Reactions: Dislike 2


----------



## smiittyy (May 28, 2016)

April Decay said:


> Hey, so my roommate has a Parabuthus Liosoma (black tipped spitting scorpion), and I'm getting a ton of mixed information on its venom. I hold it all the time (not sure of sex) and it's extremely docile. My question basically is, what really is its venom going to do to me if it does in fact sting me? I've heard I could be hospitalized, death, painful sting site for 48 hours, muscle spasms .. anyone? The outcome of this thread will in no way change that I handle it. (=
> 
> Thanks in advanced.


I would stop handling it. The result of being envenomated by a P. liosoma could result in any of the above symptoms you described. Though i haven't found a report of a P. liosoma sting resulting in death. Every persons reaction can be different and the amount of venom injected varies greatly.

Hospital bills can get pricey, and ive heard accounts of hospital staff wanting to induce a coma after being told of an Androctonus envenomation. While the parabuthus arent in the same league as Androctonus(regarding level of toxicity) you just don't know what your symptoms will be or how the hospital will react when you get there.

So the fact that you just want to handle your roomates pet could at the very minimum cost you alot of money and of course there always that small chance you could die.

Im no expert.

Reactions: Agree 6


----------



## Chris LXXIX (May 28, 2016)

Eh... what can i say? Basically the: "please, don't handle..." adding all the past & present 'Cons' out there wouldn't change that habit of yours, no? The "enjoy your Arachnids and stay safe"?  That's only a mantra for "losers" 

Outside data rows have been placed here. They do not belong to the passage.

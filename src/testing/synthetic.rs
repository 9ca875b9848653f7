//! Synthetic scene generation for change detection tests.
//!
//! Builds small deterministic image pairs: uniform canvases, painted
//! rectangles standing in for appeared objects, and bounded pixel noise
//! standing in for sensor grain.

use super::TestRng;
use crate::image::{Image, ImageDesc, PixelFormat};

/// Uniform grayscale canvas.
pub fn uniform(width: usize, height: usize, value: u8) -> Image {
    Image::new_filled(ImageDesc::new(width, height, PixelFormat::Gray8), value)
}

/// Uniform RGB canvas.
pub fn uniform_rgb(width: usize, height: usize, rgb: [u8; 3]) -> Image {
    let bytes = rgb
        .iter()
        .copied()
        .cycle()
        .take(width * height * 3)
        .collect();
    Image::new(ImageDesc::new(width, height, PixelFormat::Rgb8), bytes)
}

/// Paint a filled rectangle with the given pixel value.
///
/// `pixel` length must match the image's channel count and the rectangle
/// must lie inside the image.
pub fn paint_rect(image: &mut Image, x0: usize, y0: usize, w: usize, h: usize, pixel: &[u8]) {
    let channels = image.desc().channel_count();
    assert_eq!(
        pixel.len(),
        channels,
        "pixel length must match channel count"
    );
    assert!(
        x0 + w <= image.width() && y0 + h <= image.height(),
        "rectangle {}x{} at ({}, {}) does not fit in {}",
        w,
        h,
        x0,
        y0,
        image.desc()
    );

    let width = image.width();
    let bytes = image.bytes_mut();
    for y in y0..y0 + h {
        for x in x0..x0 + w {
            let idx = (y * width + x) * channels;
            bytes[idx..idx + channels].copy_from_slice(pixel);
        }
    }
}

/// Add deterministic uniform noise to every channel.
///
/// Each byte is offset by a value in `[-amplitude, +amplitude]`, clamped to
/// the valid range. Same seed, same noise.
pub fn add_noise(image: &mut Image, amplitude: u8, seed: u64) {
    let mut rng = TestRng::new(seed);
    for byte in image.bytes_mut() {
        let offset = ((rng.next_f32() - 0.5) * 2.0 * amplitude as f32).round() as i16;
        *byte = (*byte as i16 + offset).clamp(0, 255) as u8;
    }
}
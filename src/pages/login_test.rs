use super::*;

#[test]
fn trimmed_credentials_trims_email_only() {
    let (email, password) = trimmed_credentials("  a@b.com  ", "  x ");
    assert_eq!(email, "a@b.com");
    assert_eq!(password, "  x ");
}

#[test]
fn trimmed_registration_trims_email_and_name() {
    let (email, password, name) = trimmed_registration(" a@b.com ", "x", "  Ada ");
    assert_eq!(email, "a@b.com");
    assert_eq!(password, "x");
    assert_eq!(name, "Ada");
}
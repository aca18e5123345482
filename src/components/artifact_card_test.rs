use super::*;

#[test]
fn pk_suffix_marks_primary_keys_only() {
    assert_eq!(pk_suffix(true), " (PK)");
    assert_eq!(pk_suffix(false), "");
}
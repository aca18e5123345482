use super::*;

#[test]
fn teams_state_defaults() {
    let s = TeamsState::default();
    assert!(s.items.is_empty());
    assert!(!s.loading);
    assert!(!s.loaded);
    assert!(s.error.is_none());
}

#[test]
fn search_state_hidden_until_first_search() {
    let s = SearchState::default();
    assert!(s.results.is_empty());
    assert!(!s.visible);
}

To state every possible medical issues and complications is academic and a bit useless. I've never owned one, nor i don't plan (not much a Scorpion man) but i've never, as well, been bitten/stung in 25 years of Arachnids keeping so i don't have "first finger" direct experience to share with you.

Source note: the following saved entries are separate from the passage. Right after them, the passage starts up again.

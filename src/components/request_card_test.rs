use super::*;

#[test]
fn status_badge_class_covers_all_statuses() {
    assert_eq!(status_badge_class(RequestStatus::Pending), "badge badge-pending");
    assert_eq!(status_badge_class(RequestStatus::Approved), "badge badge-approved");
    assert_eq!(status_badge_class(RequestStatus::Rejected), "badge badge-rejected");
}
//! Team-list and search state for the main screen.
//!
//! DESIGN
//! ======
//! Separating the membership list from search results keeps the join
//! flow from disturbing navigation inventory.

#[cfg(test)]
#[path = "teams_test.rs"]
mod teams_test;

use crate::net::types::Team;

/// Teams the current user belongs to.
#[derive(Clone, Debug, Default, PartialEq)]
pub struct TeamsState {
    pub items: Vec<Team>,
    pub loading: bool,
    /// True once the initial refresh has succeeded for this session.
    pub loaded: bool,
    pub error: Option<String>,
}

/// Free-text search results; hidden until a search has run.
#[derive(Clone, Debug, Default, PartialEq)]
pub struct SearchState {
    pub results: Vec<Team>,
    pub visible: bool,
}
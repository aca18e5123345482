//! Contact row with an inline delete action.

use leptos::prelude::*;

use crate::net::types::Contact;

/// A list row for one team contact.
#[component]
pub fn ContactCard(contact: Contact, on_delete: Callback<i64>) -> impl IntoView {
    let contact_id = contact.id;
    let meta = format!("TG: {} • ID: {}", contact.telegram_contact, contact.id);

    view! {
        <div class="list-item">
            <h3>{contact.name}</h3>
            <div class="meta">{meta}</div>
            <div class="actions">
                <button
                    class="btn btn-small btn-secondary"
                    on:click=move |ev: leptos::ev::MouseEvent| {
                        ev.stop_propagation();
                        on_delete.run(contact_id);
                    }
                >
                    "Delete"
                </button>
            </div>
        </div>
    }
}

Plus, as smiittyy said, enters a lot of things: age, the general health shape of someone, the venom quantity injected etc etc and etc

So there's only one way to find out that 100% The "hard way". If happens, write a detailed report, at least.

From the little i know about, however, genus _Buthidae _aren't something to 'joke' with but oh well.

Reactions: Like 1


----------



## Scorpionluva (Jul 11, 2016)

I would say if you truly want to hold a scorpion - get a hadrurus species to hold  
I don't promote the holding of any specie but a less venomous specie would be a better alternative if you can't let go of wanting to hold a scorpion. I've held dozens of hadrurus and never been stung.  Although I've heard they can be painful - no lasting effects or systematic problems later on in life either.  
Parabuthus species have a lot of nasty components in their venom and although it may not kill you - you may face horrible problems down the road that will ultimately change your life for the worse. 
Also if you were to be stung and god forbid you did die from it - the lasting effects of you holding it could ultimately get such Arachnids banned and would affect the rest of us keepers who truly treat these scorpions with the respect they deserve

Reactions: Like 1 | Agree 2


----------



## shining (Jul 11, 2016)

I had a P. liosoma that I've handled a handful of times. Extremely docile yet quite potent. I wouldn't advocate doing it often if at all. I posted a video of me handling mine in the scorpion videos thread.


----------



## G. Carnell (Jul 12, 2016)

Sadly advice on this forum won't stop someone handling!!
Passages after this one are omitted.